[Activity] Look through the entries below and report every line that has "empty".

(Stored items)
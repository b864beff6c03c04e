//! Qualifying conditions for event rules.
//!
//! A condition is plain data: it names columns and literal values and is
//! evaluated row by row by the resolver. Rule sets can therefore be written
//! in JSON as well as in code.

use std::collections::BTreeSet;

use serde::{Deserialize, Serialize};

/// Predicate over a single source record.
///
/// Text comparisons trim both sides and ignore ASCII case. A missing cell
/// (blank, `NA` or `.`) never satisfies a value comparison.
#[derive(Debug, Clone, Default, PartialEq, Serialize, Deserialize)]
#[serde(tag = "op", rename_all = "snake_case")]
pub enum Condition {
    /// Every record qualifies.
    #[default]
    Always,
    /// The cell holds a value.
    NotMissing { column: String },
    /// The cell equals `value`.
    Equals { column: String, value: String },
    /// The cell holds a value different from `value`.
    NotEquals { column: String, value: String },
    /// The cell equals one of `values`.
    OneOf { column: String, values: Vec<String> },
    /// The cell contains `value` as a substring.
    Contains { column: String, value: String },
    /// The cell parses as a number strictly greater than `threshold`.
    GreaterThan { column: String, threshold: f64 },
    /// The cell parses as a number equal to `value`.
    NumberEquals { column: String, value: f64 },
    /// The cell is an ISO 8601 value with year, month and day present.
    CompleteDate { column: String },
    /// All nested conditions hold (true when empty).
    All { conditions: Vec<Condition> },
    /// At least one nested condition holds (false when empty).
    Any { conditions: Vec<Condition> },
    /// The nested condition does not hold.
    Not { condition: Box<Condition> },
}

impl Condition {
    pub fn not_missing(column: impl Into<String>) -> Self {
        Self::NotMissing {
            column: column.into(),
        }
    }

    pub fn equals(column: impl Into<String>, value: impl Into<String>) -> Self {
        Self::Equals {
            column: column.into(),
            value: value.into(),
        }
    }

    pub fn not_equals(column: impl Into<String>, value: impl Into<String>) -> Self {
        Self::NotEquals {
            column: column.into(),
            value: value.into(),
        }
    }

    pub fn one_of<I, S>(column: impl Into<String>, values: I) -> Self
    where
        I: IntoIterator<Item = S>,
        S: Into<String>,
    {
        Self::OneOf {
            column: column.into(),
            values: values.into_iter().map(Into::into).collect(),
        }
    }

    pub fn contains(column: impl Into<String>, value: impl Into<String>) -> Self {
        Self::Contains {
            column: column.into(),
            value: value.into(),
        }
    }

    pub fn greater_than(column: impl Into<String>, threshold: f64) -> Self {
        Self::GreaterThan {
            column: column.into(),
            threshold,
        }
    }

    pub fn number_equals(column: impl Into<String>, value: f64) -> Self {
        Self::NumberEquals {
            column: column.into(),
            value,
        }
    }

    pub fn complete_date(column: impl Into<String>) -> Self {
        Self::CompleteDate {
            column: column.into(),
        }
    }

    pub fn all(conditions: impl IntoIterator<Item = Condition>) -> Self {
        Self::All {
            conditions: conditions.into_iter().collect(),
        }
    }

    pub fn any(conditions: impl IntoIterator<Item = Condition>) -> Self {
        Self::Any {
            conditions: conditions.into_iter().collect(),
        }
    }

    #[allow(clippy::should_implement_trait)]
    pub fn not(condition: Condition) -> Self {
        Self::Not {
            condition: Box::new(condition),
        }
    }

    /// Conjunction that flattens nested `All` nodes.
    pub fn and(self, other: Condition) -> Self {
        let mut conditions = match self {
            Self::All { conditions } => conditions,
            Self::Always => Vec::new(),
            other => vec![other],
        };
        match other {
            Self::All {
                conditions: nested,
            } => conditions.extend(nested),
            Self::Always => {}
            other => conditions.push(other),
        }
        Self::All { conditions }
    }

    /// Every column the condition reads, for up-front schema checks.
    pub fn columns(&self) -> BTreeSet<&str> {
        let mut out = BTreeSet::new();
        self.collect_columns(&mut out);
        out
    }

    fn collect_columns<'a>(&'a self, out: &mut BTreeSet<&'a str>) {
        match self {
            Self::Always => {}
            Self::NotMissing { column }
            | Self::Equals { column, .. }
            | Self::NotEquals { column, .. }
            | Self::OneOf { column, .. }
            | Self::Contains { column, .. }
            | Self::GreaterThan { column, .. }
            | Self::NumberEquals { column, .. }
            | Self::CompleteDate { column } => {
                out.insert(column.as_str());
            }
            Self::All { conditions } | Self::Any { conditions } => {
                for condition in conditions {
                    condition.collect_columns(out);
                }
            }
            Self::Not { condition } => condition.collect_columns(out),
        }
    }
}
---
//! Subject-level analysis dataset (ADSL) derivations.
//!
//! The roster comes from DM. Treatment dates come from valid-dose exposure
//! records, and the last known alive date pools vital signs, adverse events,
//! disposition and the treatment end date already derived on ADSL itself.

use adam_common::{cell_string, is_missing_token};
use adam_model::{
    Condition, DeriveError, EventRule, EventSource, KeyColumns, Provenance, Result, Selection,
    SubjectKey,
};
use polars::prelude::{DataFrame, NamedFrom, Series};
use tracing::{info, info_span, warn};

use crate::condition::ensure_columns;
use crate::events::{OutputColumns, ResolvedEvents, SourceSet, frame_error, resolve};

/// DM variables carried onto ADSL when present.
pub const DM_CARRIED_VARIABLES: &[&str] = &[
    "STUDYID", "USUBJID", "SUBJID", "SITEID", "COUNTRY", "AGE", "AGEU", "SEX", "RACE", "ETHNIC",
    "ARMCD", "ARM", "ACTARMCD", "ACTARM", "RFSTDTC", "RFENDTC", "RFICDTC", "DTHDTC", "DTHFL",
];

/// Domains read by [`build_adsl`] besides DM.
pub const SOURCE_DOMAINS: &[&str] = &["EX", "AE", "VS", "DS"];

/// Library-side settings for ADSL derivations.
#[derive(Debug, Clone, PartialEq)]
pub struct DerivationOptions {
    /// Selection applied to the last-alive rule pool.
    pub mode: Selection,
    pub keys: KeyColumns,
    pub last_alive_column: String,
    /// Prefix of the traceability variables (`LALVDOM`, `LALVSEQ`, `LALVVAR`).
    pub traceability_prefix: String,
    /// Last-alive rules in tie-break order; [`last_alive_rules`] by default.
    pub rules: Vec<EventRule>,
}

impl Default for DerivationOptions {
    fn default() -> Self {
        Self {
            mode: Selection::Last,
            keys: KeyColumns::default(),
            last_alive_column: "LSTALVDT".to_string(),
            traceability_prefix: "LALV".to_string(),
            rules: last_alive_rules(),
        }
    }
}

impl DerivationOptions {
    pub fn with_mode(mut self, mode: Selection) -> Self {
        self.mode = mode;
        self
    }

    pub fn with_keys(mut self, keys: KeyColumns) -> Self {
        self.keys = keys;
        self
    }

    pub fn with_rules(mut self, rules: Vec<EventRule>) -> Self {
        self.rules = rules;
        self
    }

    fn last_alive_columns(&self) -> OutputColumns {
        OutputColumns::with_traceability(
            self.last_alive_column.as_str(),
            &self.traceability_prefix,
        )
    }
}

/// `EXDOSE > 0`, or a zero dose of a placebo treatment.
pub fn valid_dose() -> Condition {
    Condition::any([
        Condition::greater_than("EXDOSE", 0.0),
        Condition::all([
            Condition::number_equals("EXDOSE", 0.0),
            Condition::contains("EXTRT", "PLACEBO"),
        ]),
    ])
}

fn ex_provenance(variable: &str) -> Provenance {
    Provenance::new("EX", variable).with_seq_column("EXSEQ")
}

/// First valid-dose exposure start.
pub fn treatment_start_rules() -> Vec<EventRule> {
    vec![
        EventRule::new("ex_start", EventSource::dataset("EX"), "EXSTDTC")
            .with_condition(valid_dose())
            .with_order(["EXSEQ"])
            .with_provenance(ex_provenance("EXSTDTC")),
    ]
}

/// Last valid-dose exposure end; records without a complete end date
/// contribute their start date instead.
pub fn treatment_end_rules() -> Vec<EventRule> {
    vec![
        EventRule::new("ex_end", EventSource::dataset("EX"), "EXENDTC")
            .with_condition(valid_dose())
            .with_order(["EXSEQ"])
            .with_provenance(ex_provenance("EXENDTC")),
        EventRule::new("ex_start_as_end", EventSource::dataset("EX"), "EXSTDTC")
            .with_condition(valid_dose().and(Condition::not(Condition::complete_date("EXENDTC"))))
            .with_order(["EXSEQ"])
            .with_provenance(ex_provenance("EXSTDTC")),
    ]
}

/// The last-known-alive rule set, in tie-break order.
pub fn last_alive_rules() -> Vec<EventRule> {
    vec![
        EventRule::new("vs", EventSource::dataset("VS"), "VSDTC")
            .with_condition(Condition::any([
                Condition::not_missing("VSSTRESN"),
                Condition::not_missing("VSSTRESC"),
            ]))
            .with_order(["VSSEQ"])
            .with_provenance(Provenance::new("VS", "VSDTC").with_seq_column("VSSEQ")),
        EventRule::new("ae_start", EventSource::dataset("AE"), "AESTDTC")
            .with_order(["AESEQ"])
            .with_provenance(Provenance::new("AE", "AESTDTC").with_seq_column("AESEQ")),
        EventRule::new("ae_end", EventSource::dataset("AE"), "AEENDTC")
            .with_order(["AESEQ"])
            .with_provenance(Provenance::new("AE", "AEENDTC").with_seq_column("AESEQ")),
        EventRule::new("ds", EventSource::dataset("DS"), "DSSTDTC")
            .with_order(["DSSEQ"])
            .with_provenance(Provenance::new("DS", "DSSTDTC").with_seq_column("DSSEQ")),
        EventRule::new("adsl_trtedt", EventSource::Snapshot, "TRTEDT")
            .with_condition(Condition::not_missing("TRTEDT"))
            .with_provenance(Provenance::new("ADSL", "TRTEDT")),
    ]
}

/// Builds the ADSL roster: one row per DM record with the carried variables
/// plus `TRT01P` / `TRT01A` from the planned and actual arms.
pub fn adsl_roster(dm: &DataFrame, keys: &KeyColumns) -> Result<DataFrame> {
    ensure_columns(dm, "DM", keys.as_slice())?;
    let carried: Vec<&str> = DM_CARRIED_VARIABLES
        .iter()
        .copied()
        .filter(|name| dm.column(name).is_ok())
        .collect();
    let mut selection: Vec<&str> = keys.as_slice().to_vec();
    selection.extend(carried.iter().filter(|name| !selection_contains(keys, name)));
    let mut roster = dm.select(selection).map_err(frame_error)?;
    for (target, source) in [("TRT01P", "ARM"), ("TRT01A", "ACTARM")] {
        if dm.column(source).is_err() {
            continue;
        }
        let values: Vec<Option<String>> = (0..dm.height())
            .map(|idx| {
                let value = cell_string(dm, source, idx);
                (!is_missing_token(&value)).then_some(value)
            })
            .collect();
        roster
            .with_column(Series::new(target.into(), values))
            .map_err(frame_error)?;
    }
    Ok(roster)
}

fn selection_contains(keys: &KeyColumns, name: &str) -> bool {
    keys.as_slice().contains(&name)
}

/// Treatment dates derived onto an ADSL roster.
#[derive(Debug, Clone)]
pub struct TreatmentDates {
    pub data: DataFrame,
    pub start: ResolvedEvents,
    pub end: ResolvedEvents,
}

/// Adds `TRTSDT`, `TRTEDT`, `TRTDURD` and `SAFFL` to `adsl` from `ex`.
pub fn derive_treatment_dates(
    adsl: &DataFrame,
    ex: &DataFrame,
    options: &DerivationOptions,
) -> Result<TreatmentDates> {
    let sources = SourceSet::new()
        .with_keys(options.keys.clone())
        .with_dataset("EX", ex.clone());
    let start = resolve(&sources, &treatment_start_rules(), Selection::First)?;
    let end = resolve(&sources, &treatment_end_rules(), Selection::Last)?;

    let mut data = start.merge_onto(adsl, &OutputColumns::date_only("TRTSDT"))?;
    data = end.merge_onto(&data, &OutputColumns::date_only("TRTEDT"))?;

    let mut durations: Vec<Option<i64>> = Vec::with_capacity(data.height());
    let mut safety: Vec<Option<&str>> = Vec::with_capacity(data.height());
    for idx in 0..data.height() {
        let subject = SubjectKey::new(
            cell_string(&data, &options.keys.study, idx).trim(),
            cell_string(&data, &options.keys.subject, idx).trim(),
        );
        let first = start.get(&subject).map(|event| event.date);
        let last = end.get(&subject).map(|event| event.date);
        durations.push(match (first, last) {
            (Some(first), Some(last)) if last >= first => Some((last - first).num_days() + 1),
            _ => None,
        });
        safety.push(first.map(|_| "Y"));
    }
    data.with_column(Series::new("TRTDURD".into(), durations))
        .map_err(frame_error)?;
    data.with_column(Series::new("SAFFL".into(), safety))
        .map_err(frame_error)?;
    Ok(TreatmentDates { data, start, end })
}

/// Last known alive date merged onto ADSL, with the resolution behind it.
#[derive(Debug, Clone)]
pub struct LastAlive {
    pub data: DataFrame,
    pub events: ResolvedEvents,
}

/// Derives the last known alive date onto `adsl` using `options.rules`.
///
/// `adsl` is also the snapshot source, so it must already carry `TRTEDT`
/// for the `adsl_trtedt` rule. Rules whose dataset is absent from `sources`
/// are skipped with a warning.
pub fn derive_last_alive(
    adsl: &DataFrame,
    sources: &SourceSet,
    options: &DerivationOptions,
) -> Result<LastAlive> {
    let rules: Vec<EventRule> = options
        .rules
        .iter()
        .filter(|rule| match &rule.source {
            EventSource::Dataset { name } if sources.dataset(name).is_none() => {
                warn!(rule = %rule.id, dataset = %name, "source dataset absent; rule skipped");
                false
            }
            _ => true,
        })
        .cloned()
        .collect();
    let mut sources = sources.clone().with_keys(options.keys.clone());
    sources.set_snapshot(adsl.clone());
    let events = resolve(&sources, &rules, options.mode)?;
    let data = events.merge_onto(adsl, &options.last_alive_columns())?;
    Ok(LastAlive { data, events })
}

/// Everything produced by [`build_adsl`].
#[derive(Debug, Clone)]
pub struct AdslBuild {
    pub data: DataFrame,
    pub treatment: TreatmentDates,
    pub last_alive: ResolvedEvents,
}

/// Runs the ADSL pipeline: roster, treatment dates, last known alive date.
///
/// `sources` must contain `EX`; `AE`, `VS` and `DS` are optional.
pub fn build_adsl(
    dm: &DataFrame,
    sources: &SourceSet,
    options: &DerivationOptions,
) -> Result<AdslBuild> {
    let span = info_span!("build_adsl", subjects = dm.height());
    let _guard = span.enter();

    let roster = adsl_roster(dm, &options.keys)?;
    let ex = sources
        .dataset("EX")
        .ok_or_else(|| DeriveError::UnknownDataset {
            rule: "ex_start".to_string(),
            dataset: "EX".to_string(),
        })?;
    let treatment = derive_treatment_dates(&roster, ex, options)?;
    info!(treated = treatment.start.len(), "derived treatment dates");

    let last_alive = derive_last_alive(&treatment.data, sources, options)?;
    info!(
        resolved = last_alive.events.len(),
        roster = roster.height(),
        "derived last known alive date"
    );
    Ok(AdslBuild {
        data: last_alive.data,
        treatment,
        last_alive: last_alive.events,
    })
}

[Exercise output]
    /// All nested conditions hold (true when empty).
    /// At least one nested condition holds (false when empty).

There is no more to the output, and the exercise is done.